====== Task input
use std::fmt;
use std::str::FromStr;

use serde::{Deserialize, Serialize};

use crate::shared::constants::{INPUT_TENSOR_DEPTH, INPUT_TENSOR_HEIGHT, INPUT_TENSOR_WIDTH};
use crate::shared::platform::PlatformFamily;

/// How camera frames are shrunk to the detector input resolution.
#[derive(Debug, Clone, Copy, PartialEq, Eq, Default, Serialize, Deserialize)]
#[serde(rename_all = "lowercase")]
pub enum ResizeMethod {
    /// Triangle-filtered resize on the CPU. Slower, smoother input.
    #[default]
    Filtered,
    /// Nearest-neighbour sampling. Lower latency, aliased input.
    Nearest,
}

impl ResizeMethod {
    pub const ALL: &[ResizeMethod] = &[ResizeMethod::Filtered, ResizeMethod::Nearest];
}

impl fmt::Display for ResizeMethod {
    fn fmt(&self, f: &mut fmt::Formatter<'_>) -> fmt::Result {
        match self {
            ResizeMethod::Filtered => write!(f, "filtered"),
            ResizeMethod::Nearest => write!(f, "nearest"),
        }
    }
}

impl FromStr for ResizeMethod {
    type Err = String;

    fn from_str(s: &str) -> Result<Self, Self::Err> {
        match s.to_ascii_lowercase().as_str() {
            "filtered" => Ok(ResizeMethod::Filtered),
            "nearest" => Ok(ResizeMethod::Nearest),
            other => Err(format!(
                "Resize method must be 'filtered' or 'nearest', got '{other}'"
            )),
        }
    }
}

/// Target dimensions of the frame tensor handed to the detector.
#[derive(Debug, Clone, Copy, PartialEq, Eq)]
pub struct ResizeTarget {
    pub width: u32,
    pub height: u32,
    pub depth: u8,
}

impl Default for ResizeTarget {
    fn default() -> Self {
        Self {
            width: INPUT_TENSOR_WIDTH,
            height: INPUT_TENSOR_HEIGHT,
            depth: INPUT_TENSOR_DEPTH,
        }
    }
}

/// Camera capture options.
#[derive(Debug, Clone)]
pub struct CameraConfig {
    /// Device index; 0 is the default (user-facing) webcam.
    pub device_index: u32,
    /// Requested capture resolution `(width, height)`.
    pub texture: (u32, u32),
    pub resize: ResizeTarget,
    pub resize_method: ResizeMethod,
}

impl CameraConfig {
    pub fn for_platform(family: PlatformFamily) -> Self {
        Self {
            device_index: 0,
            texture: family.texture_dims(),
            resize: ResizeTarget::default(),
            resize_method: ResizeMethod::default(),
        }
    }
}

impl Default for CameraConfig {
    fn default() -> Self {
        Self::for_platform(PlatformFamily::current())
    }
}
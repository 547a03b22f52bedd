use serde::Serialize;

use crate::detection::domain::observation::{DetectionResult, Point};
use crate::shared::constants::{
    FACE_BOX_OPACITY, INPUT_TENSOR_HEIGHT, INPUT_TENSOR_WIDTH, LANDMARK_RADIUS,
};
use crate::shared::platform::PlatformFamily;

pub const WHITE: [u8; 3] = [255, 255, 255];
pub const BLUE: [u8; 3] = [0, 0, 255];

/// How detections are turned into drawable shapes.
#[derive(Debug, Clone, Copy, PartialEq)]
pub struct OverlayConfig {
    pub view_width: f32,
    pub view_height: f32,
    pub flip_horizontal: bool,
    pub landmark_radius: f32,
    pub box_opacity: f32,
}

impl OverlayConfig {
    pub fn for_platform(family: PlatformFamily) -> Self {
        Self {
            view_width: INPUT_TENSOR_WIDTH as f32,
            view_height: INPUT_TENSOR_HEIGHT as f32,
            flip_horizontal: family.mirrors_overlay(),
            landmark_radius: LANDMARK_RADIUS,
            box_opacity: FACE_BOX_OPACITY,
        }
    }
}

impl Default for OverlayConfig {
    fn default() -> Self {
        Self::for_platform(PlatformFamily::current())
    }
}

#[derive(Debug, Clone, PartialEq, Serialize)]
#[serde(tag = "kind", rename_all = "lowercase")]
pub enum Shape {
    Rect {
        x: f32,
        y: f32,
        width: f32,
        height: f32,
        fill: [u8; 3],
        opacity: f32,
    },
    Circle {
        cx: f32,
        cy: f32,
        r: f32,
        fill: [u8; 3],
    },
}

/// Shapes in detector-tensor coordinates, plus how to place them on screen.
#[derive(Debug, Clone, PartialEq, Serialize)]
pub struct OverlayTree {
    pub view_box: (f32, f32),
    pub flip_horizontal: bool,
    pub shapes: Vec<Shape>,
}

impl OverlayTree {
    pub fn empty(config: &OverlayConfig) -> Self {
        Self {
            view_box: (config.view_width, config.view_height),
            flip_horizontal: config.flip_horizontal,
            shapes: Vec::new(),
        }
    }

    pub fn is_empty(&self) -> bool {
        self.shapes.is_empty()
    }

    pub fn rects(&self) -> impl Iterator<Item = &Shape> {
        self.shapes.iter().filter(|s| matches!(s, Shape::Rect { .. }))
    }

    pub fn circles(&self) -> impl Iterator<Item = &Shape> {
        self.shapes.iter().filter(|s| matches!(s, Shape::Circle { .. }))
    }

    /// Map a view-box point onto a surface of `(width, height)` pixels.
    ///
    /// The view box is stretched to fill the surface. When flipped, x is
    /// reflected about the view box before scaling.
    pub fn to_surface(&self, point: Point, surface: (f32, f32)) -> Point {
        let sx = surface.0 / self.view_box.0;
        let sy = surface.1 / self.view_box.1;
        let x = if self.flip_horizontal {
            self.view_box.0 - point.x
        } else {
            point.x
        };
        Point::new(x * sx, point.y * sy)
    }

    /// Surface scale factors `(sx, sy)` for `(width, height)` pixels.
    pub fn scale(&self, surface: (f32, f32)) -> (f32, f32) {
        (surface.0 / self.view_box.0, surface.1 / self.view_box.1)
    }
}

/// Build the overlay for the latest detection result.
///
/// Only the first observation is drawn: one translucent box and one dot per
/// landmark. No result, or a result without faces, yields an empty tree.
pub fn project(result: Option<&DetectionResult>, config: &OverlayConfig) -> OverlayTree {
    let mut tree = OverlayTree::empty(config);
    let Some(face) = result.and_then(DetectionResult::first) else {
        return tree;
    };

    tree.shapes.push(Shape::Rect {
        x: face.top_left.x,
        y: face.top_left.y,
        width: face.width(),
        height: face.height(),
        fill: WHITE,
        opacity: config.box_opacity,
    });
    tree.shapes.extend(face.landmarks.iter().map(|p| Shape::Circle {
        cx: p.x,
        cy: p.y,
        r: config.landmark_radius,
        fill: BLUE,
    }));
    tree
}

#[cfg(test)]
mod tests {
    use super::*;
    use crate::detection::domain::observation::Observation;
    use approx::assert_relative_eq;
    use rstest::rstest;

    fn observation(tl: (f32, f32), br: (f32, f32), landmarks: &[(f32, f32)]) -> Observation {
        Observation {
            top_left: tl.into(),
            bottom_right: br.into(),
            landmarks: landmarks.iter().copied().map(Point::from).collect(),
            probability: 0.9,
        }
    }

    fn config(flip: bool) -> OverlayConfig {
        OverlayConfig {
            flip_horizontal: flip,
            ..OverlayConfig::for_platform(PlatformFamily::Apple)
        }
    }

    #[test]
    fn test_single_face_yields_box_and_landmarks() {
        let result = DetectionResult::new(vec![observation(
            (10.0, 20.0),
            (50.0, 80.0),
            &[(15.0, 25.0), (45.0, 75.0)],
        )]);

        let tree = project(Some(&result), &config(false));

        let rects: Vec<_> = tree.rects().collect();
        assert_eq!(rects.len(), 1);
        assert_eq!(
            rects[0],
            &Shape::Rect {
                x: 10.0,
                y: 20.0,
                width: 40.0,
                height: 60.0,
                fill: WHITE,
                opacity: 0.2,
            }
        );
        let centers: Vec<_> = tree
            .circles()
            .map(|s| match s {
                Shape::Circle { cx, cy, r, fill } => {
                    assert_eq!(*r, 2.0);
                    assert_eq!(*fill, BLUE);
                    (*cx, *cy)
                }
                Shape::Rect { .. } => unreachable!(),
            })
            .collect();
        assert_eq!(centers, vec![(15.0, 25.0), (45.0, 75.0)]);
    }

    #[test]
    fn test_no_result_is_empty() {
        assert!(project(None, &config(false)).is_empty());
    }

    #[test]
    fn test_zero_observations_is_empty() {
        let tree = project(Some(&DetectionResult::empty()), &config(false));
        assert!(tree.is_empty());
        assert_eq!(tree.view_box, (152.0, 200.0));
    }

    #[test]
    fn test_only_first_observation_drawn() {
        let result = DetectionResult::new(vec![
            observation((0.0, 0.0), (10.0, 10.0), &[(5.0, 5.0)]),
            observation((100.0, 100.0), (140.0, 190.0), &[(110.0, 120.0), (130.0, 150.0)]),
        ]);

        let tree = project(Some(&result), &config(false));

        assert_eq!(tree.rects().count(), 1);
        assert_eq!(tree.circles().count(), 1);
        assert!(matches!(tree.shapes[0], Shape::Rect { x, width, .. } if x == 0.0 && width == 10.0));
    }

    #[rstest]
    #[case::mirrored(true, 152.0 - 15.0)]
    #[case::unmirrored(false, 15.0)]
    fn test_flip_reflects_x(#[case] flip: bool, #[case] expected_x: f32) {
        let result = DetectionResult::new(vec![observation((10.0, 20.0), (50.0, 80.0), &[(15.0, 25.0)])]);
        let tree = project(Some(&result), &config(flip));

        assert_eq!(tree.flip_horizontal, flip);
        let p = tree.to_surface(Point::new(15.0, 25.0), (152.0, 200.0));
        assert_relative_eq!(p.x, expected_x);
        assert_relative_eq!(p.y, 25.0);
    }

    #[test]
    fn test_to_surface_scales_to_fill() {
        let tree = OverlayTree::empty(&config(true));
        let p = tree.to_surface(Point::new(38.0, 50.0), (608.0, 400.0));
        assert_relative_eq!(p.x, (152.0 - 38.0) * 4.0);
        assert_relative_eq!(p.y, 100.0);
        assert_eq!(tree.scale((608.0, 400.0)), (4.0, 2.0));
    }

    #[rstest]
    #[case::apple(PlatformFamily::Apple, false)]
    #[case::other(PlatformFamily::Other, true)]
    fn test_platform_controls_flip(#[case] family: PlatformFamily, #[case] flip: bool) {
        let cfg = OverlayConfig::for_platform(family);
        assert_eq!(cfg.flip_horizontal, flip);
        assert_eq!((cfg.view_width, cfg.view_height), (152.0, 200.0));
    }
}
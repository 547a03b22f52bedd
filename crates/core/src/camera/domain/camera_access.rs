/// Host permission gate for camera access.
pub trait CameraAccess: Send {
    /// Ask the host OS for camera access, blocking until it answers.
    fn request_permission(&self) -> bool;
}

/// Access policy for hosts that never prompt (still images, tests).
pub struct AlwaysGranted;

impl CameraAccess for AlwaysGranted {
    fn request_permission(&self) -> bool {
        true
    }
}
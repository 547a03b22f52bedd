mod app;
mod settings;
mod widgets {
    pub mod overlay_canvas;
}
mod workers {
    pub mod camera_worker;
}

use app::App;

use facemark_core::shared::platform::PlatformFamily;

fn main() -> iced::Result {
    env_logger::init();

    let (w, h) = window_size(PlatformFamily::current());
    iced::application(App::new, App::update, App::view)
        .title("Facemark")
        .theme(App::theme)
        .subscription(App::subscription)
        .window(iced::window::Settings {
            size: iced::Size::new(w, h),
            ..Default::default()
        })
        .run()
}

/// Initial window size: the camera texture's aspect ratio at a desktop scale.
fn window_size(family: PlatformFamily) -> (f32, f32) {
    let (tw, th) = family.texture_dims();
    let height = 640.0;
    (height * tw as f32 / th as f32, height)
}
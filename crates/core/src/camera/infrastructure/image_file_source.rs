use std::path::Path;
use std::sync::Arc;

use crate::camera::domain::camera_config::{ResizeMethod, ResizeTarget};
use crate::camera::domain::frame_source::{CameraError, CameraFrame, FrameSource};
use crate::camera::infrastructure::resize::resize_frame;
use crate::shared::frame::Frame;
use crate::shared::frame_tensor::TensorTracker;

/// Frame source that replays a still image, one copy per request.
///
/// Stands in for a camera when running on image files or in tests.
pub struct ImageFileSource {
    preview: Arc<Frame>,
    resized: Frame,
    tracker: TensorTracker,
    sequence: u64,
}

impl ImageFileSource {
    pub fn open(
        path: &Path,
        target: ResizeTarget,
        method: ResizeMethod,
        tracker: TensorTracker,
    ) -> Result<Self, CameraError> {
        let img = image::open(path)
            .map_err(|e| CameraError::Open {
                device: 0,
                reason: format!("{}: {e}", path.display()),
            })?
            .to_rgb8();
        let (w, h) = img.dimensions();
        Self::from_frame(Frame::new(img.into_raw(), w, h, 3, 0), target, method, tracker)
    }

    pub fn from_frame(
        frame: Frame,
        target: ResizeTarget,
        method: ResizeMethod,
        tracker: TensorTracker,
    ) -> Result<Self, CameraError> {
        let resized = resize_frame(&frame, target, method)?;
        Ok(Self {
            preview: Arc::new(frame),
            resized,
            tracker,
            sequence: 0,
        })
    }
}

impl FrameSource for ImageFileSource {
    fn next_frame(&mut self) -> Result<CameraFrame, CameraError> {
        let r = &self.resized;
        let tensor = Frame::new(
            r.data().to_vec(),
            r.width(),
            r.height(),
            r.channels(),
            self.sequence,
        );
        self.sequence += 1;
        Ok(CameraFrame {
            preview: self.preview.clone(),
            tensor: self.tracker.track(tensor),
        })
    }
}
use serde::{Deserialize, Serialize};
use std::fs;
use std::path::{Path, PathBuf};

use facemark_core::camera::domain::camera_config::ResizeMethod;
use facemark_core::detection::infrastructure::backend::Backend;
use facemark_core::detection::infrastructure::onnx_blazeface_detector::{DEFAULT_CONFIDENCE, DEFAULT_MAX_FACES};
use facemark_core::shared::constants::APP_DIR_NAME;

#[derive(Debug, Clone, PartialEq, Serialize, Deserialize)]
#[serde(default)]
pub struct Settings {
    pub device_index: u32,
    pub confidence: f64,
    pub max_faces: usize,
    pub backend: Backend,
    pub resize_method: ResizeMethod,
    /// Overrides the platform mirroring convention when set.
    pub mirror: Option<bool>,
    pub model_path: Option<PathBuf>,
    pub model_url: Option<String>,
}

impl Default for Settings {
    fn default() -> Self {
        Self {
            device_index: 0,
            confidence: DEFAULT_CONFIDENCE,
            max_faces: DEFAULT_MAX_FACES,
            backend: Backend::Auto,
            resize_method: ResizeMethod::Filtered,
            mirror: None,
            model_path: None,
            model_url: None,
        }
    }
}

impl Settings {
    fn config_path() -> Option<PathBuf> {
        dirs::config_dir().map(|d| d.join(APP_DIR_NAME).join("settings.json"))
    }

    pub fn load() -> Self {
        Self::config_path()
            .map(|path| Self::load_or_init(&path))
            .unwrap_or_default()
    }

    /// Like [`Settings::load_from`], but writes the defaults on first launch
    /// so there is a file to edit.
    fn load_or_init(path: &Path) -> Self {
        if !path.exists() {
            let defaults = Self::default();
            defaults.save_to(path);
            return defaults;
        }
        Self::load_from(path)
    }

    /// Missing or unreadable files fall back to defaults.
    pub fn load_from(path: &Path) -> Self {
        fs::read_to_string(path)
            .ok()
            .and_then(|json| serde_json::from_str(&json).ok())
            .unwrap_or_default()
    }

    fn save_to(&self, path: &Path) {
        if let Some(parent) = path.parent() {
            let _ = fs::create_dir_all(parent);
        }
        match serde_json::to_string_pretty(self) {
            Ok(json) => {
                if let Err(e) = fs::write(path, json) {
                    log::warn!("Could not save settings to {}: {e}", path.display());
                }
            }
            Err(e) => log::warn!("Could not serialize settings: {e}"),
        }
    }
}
============
-- Task details --
Please give back only the lines between the first line of the entries and the line with "Requested capture resolution", both ends included, word for word.

-- Written solution --
use std::fmt;
use std::str::FromStr;

use serde::{Deserialize, Serialize};

use crate::shared::constants::{INPUT_TENSOR_DEPTH, INPUT_TENSOR_HEIGHT, INPUT_TENSOR_WIDTH};
use crate::shared::platform::PlatformFamily;

/// How camera frames are shrunk to the detector input resolution.
#[derive(Debug, Clone, Copy, PartialEq, Eq, Default, Serialize, Deserialize)]
#[serde(rename_all = "lowercase")]
pub enum ResizeMethod {
    /// Triangle-filtered resize on the CPU. Slower, smoother input.
    #[default]
    Filtered,
    /// Nearest-neighbour sampling. Lower latency, aliased input.
    Nearest,
}

impl ResizeMethod {
    pub const ALL: &[ResizeMethod] = &[ResizeMethod::Filtered, ResizeMethod::Nearest];
}

impl fmt::Display for ResizeMethod {
    fn fmt(&self, f: &mut fmt::Formatter<'_>) -> fmt::Result {
        match self {
            ResizeMethod::Filtered => write!(f, "filtered"),
            ResizeMethod::Nearest => write!(f, "nearest"),
        }
    }
}

impl FromStr for ResizeMethod {
    type Err = String;

    fn from_str(s: &str) -> Result<Self, Self::Err> {
        match s.to_ascii_lowercase().as_str() {
            "filtered" => Ok(ResizeMethod::Filtered),
            "nearest" => Ok(ResizeMethod::Nearest),
            other => Err(format!(
                "Resize method must be 'filtered' or 'nearest', got '{other}'"
            )),
        }
    }
}

/// Target dimensions of the frame tensor handed to the detector.
#[derive(Debug, Clone, Copy, PartialEq, Eq)]
pub struct ResizeTarget {
    pub width: u32,
    pub height: u32,
    pub depth: u8,
}

impl Default for ResizeTarget {
    fn default() -> Self {
        Self {
            width: INPUT_TENSOR_WIDTH,
            height: INPUT_TENSOR_HEIGHT,
            depth: INPUT_TENSOR_DEPTH,
        }
    }
}

/// Camera capture options.
#[derive(Debug, Clone)]
pub struct CameraConfig {
    /// Device index; 0 is the default (user-facing) webcam.
    pub device_index: u32,
    /// Requested capture resolution `(width, height)`.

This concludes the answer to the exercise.